(Stored data entries)
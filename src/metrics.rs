//! Refresh Metrics
//!
//! Per-client refresh counters, exported in Prometheus text format.

use prometheus::{Encoder, Gauge, IntCounter, Registry, TextEncoder};
use std::sync::atomic::{AtomicU64, Ordering};
use std::time::{SystemTime, UNIX_EPOCH};
use tracing::warn;

/// Point-in-time copy of the refresh counters
#[derive(Debug, Clone, Copy, Default, PartialEq, Eq)]
pub struct RefreshStats {
    pub attempts: u64,
    pub failures: u64,
    /// Seconds since the Unix epoch, `None` until the first success
    pub last_success_unix: Option<u64>,
}

impl RefreshStats {
    pub fn successes(&self) -> u64 {
        self.attempts - self.failures
    }
}

/// Collects refresh outcomes for one client
#[derive(Debug)]
pub struct RefreshMetrics {
    registry: Registry,

    // Prometheus metrics
    refresh_total: IntCounter,
    refresh_failures_total: IntCounter,
    last_success_timestamp: Gauge,

    // Internal counters
    attempts: AtomicU64,
    failures: AtomicU64,
    last_success_unix: AtomicU64,
}

impl RefreshMetrics {
    pub fn new() -> Self {
        let registry = Registry::new();

        let refresh_total = IntCounter::new(
            "remote_config_refresh_total",
            "Total number of configuration refresh attempts",
        )
        .expect("metric name and help are valid");

        let refresh_failures_total = IntCounter::new(
            "remote_config_refresh_failures_total",
            "Total number of failed configuration refreshes",
        )
        .expect("metric name and help are valid");

        let last_success_timestamp = Gauge::new(
            "remote_config_last_refresh_success_timestamp_seconds",
            "Unix timestamp of the last successful configuration refresh",
        )
        .expect("metric name and help are valid");

        for collector in [
            Box::new(refresh_total.clone()) as Box<dyn prometheus::core::Collector>,
            Box::new(refresh_failures_total.clone()),
            Box::new(last_success_timestamp.clone()),
        ] {
            if let Err(e) = registry.register(collector) {
                warn!("Failed to register refresh metric: {}", e);
            }
        }

        Self {
            registry,
            refresh_total,
            refresh_failures_total,
            last_success_timestamp,
            attempts: AtomicU64::new(0),
            failures: AtomicU64::new(0),
            last_success_unix: AtomicU64::new(0),
        }
    }

    pub fn record_success(&self) {
        self.refresh_total.inc();
        self.attempts.fetch_add(1, Ordering::Relaxed);

        let now = SystemTime::now()
            .duration_since(UNIX_EPOCH)
            .map(|d| d.as_secs())
            .unwrap_or_default();
        self.last_success_unix.store(now, Ordering::Relaxed);
        self.last_success_timestamp.set(now as f64);
    }

    pub fn record_failure(&self) {
        self.refresh_total.inc();
        self.refresh_failures_total.inc();
        // Bump failures first so a concurrent snapshot never sees more
        // failures than attempts.
        self.failures.fetch_add(1, Ordering::Relaxed);
        self.attempts.fetch_add(1, Ordering::Relaxed);
    }

    pub fn snapshot(&self) -> RefreshStats {
        let failures = self.failures.load(Ordering::Relaxed);
        let attempts = self.attempts.load(Ordering::Relaxed).max(failures);
        let last_success = self.last_success_unix.load(Ordering::Relaxed);
        RefreshStats {
            attempts,
            failures,
            last_success_unix: (last_success > 0).then_some(last_success),
        }
    }

    pub fn registry(&self) -> &Registry {
        &self.registry
    }

    /// Render all refresh metrics in the Prometheus text exposition format
    pub fn render(&self) -> String {
        let mut buffer = Vec::new();
        let encoder = TextEncoder::new();
        if let Err(e) = encoder.encode(&self.registry.gather(), &mut buffer) {
            warn!("Failed to encode refresh metrics: {}", e);
            return String::new();
        }
        String::from_utf8(buffer).unwrap_or_default()
    }
}

impl Default for RefreshMetrics {
    fn default() -> Self {
        Self::new()
    }
}

#[cfg(test)]
mod tests {
    use super::*;

    #[test]
    fn test_counters_track_outcomes() {
        let metrics = RefreshMetrics::new();
        assert_eq!(metrics.snapshot(), RefreshStats::default());

        metrics.record_success();
        metrics.record_failure();
        metrics.record_success();

        let stats = metrics.snapshot();
        assert_eq!(stats.attempts, 3);
        assert_eq!(stats.failures, 1);
        assert_eq!(stats.successes(), 2);
        assert!(stats.last_success_unix.is_some());
    }

    #[test]
    fn test_render_prometheus_text() {
        let metrics = RefreshMetrics::new();
        metrics.record_failure();

        let text = metrics.render();
        assert!(text.contains("remote_config_refresh_total 1"));
        assert!(text.contains("remote_config_refresh_failures_total 1"));
        assert!(text.contains("# TYPE remote_config_last_refresh_success_timestamp_seconds gauge"));
    }
}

» **Work order**: Set the data down again in full, exactly as given.

» **Task result**:
filename src/metrics.rs
//! Refresh Metrics
//!
//! Per-client refresh counters, exported in Prometheus text format.

use prometheus::{Encoder, Gauge, IntCounter, Registry, TextEncoder};
use std::sync::atomic::{AtomicU64, Ordering};
use std::time::{SystemTime, UNIX_EPOCH};
use tracing::warn;

/// Point-in-time copy of the refresh counters
#[derive(Debug, Clone, Copy, Default, PartialEq, Eq)]
pub struct RefreshStats {
    pub attempts: u64,
    pub failures: u64,
    /// Seconds since the Unix epoch, `None` until the first success
    pub last_success_unix: Option<u64>,
}

impl RefreshStats {
    pub fn successes(&self) -> u64 {
        self.attempts - self.failures
    }
}

/// Collects refresh outcomes for one client
#[derive(Debug)]
pub struct RefreshMetrics {
    registry: Registry,

    // Prometheus metrics
    refresh_total: IntCounter,
    refresh_failures_total: IntCounter,
    last_success_timestamp: Gauge,

    // Internal counters
    attempts: AtomicU64,
    failures: AtomicU64,
    last_success_unix: AtomicU64,
}

impl RefreshMetrics {
    pub fn new() -> Self {
        let registry = Registry::new();

        let refresh_total = IntCounter::new(
            "remote_config_refresh_total",
            "Total number of configuration refresh attempts",
        )
        .expect("metric name and help are valid");

        let refresh_failures_total = IntCounter::new(
            "remote_config_refresh_failures_total",
            "Total number of failed configuration refreshes",
        )
        .expect("metric name and help are valid");

        let last_success_timestamp = Gauge::new(
            "remote_config_last_refresh_success_timestamp_seconds",
            "Unix timestamp of the last successful configuration refresh",
        )
        .expect("metric name and help are valid");

        for collector in [
            Box::new(refresh_total.clone()) as Box<dyn prometheus::core::Collector>,
            Box::new(refresh_failures_total.clone()),
            Box::new(last_success_timestamp.clone()),
        ] {
            if let Err(e) = registry.register(collector) {
                warn!("Failed to register refresh metric: {}", e);
            }
        }

        Self {
            registry,
            refresh_total,
            refresh_failures_total,
            last_success_timestamp,
            attempts: AtomicU64::new(0),
            failures: AtomicU64::new(0),
            last_success_unix: AtomicU64::new(0),
        }
    }

    pub fn record_success(&self) {
        self.refresh_total.inc();
        self.attempts.fetch_add(1, Ordering::Relaxed);

        let now = SystemTime::now()
            .duration_since(UNIX_EPOCH)
            .map(|d| d.as_secs())
            .unwrap_or_default();
        self.last_success_unix.store(now, Ordering::Relaxed);
        self.last_success_timestamp.set(now as f64);
    }

    pub fn record_failure(&self) {
        self.refresh_total.inc();
        self.refresh_failures_total.inc();
        // Bump failures first so a concurrent snapshot never sees more
        // failures than attempts.
        self.failures.fetch_add(1, Ordering::Relaxed);
        self.attempts.fetch_add(1, Ordering::Relaxed);
    }

    pub fn snapshot(&self) -> RefreshStats {
        let failures = self.failures.load(Ordering::Relaxed);
        let attempts = self.attempts.load(Ordering::Relaxed).max(failures);
        let last_success = self.last_success_unix.load(Ordering::Relaxed);
        RefreshStats {
            attempts,
            failures,
            last_success_unix: (last_success > 0).then_some(last_success),
        }
    }

    pub fn registry(&self) -> &Registry {
        &self.registry
    }

    /// Render all refresh metrics in the Prometheus text exposition format
    pub fn render(&self) -> String {
        let mut buffer = Vec::new();
        let encoder = TextEncoder::new();
        if let Err(e) = encoder.encode(&self.registry.gather(), &mut buffer) {
            warn!("Failed to encode refresh metrics: {}", e);
            return String::new();
        }
        String::from_utf8(buffer).unwrap_or_default()
    }
}

impl Default for RefreshMetrics {
    fn default() -> Self {
        Self::new()
    }
}

#[cfg(test)]
mod tests {
    use super::*;

    #[test]
    fn test_counters_track_outcomes() {
        let metrics = RefreshMetrics::new();
        assert_eq!(metrics.snapshot(), RefreshStats::default());

        metrics.record_success();
        metrics.record_failure();
        metrics.record_success();

        let stats = metrics.snapshot();
        assert_eq!(stats.attempts, 3);
        assert_eq!(stats.failures, 1);
        assert_eq!(stats.successes(), 2);
        assert!(stats.last_success_unix.is_some());
    }

    #[test]
    fn test_render_prometheus_text() {
        let metrics = RefreshMetrics::new();
        metrics.record_failure();

        let text = metrics.render();
        assert!(text.contains("remote_config_refresh_total 1"));
        assert!(text.contains("remote_config_refresh_failures_total 1"));
        assert!(text.contains("# TYPE remote_config_last_refresh_success_timestamp_seconds gauge"));
    }
}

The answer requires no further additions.